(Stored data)
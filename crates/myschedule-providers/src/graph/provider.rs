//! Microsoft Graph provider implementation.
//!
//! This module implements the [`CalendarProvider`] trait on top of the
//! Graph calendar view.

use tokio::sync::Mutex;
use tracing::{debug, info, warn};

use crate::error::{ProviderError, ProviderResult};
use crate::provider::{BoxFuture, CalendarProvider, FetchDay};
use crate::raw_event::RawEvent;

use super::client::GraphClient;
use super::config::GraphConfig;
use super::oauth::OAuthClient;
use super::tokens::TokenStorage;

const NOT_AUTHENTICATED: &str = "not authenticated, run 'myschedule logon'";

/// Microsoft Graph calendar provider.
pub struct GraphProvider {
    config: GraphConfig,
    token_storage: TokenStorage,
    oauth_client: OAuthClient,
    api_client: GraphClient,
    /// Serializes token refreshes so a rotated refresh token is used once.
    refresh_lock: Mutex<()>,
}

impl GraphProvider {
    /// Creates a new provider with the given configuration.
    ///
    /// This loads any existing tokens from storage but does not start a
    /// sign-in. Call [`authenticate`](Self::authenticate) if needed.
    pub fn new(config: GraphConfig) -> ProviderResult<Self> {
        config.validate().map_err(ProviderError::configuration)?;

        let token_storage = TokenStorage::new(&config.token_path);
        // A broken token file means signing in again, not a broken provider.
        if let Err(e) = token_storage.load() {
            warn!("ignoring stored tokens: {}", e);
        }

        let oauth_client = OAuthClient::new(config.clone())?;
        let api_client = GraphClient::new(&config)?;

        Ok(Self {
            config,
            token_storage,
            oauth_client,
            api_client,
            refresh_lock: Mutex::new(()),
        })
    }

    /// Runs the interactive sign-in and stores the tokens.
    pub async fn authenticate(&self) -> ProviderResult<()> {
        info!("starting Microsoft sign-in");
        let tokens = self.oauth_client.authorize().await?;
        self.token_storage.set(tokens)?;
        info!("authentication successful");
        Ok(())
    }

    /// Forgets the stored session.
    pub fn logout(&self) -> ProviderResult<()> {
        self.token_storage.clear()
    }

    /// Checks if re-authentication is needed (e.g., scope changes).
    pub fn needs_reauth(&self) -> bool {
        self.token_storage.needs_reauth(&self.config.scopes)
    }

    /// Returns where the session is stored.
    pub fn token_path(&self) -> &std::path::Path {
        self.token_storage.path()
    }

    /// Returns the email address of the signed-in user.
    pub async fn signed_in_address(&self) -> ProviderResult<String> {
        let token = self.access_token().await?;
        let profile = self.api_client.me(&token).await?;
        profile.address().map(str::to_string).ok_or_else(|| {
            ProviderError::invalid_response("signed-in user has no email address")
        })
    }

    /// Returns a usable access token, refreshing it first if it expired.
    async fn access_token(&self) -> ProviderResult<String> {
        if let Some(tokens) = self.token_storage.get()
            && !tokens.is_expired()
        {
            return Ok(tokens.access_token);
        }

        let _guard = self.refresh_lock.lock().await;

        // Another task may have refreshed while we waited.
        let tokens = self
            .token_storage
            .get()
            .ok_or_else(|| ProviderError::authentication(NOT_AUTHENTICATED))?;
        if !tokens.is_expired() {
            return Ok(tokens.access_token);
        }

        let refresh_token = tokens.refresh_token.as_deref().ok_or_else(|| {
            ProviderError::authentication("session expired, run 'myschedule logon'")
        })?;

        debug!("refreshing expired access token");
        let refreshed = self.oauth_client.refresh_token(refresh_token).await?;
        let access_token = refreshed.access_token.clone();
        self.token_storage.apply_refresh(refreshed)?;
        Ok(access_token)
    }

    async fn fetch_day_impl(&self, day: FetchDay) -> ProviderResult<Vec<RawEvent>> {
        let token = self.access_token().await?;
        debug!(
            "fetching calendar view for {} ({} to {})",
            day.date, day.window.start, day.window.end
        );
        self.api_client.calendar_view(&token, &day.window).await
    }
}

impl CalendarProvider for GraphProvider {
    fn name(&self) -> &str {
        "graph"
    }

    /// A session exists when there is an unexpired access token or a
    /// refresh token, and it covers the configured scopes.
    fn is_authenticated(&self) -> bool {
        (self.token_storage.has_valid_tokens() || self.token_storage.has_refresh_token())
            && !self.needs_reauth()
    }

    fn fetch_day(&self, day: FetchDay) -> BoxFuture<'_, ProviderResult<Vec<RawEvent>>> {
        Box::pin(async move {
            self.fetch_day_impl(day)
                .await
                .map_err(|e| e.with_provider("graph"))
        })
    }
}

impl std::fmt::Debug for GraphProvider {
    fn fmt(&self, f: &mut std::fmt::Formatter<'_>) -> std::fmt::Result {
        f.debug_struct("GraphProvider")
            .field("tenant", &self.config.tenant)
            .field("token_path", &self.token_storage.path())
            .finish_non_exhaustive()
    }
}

* * *

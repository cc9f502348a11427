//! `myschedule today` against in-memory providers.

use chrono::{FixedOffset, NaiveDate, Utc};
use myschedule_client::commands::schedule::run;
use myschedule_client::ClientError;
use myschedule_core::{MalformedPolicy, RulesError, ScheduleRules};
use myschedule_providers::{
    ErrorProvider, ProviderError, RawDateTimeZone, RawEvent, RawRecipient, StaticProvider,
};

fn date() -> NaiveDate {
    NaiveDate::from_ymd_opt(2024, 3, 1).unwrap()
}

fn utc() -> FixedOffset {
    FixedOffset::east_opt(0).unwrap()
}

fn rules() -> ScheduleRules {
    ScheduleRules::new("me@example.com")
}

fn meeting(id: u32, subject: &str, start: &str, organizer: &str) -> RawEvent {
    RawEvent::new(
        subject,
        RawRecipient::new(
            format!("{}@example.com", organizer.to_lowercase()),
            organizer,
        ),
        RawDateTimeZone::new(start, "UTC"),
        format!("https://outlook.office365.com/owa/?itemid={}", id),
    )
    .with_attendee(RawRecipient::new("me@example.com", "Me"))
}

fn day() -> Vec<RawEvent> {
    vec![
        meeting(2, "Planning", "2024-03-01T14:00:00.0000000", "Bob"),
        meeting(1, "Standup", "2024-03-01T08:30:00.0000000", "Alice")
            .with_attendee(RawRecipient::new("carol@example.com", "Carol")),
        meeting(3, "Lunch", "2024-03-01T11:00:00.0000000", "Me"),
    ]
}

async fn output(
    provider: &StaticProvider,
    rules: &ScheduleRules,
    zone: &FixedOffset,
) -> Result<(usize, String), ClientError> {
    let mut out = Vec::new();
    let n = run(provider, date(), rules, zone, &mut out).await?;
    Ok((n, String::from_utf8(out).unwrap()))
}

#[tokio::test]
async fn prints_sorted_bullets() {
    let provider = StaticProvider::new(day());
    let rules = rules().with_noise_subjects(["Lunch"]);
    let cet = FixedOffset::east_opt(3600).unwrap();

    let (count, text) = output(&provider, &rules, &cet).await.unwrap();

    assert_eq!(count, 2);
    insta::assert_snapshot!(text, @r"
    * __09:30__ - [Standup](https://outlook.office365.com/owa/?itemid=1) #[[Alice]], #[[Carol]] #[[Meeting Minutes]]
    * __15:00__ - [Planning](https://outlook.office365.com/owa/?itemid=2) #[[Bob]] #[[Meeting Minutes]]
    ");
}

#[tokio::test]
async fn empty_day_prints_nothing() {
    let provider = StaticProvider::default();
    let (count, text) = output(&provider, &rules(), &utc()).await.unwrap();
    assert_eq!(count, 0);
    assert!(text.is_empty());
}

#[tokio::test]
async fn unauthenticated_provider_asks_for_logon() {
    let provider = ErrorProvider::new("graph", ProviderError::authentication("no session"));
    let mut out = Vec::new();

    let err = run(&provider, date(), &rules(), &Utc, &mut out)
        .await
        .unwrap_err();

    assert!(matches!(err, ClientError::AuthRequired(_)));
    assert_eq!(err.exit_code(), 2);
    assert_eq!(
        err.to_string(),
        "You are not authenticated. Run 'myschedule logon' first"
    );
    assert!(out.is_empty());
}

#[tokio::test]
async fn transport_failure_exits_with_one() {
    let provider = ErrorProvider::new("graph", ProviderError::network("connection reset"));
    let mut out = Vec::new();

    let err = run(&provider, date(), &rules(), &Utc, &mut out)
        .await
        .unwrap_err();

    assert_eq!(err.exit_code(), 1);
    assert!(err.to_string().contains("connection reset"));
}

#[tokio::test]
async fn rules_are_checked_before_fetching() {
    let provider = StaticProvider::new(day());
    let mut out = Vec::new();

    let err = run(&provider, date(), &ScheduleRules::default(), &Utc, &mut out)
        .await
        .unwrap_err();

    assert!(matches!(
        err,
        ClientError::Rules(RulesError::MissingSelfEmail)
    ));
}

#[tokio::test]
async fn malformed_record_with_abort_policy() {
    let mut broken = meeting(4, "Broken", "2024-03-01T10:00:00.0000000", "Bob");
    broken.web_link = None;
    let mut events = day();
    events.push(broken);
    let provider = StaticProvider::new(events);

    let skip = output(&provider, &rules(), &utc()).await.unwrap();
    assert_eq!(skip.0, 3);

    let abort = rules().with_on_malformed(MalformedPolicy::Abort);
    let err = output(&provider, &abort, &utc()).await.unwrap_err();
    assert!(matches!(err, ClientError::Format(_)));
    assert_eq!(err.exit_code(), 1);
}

Goal of the exercise:
Reproduce, exactly as they stand in the data above, the lines from the one that holds "let skip = output(&provider, &rules(), &utc()).await.unwrap();" to the one that holds "let err = output(&provider, &abort, &utc()).await.unwrap_err();", inclusive.

Solution to the problem:
    let skip = output(&provider, &rules(), &utc()).await.unwrap();
    assert_eq!(skip.0, 3);

    let abort = rules().with_on_malformed(MalformedPolicy::Abort);
    let err = output(&provider, &abort, &utc()).await.unwrap_err();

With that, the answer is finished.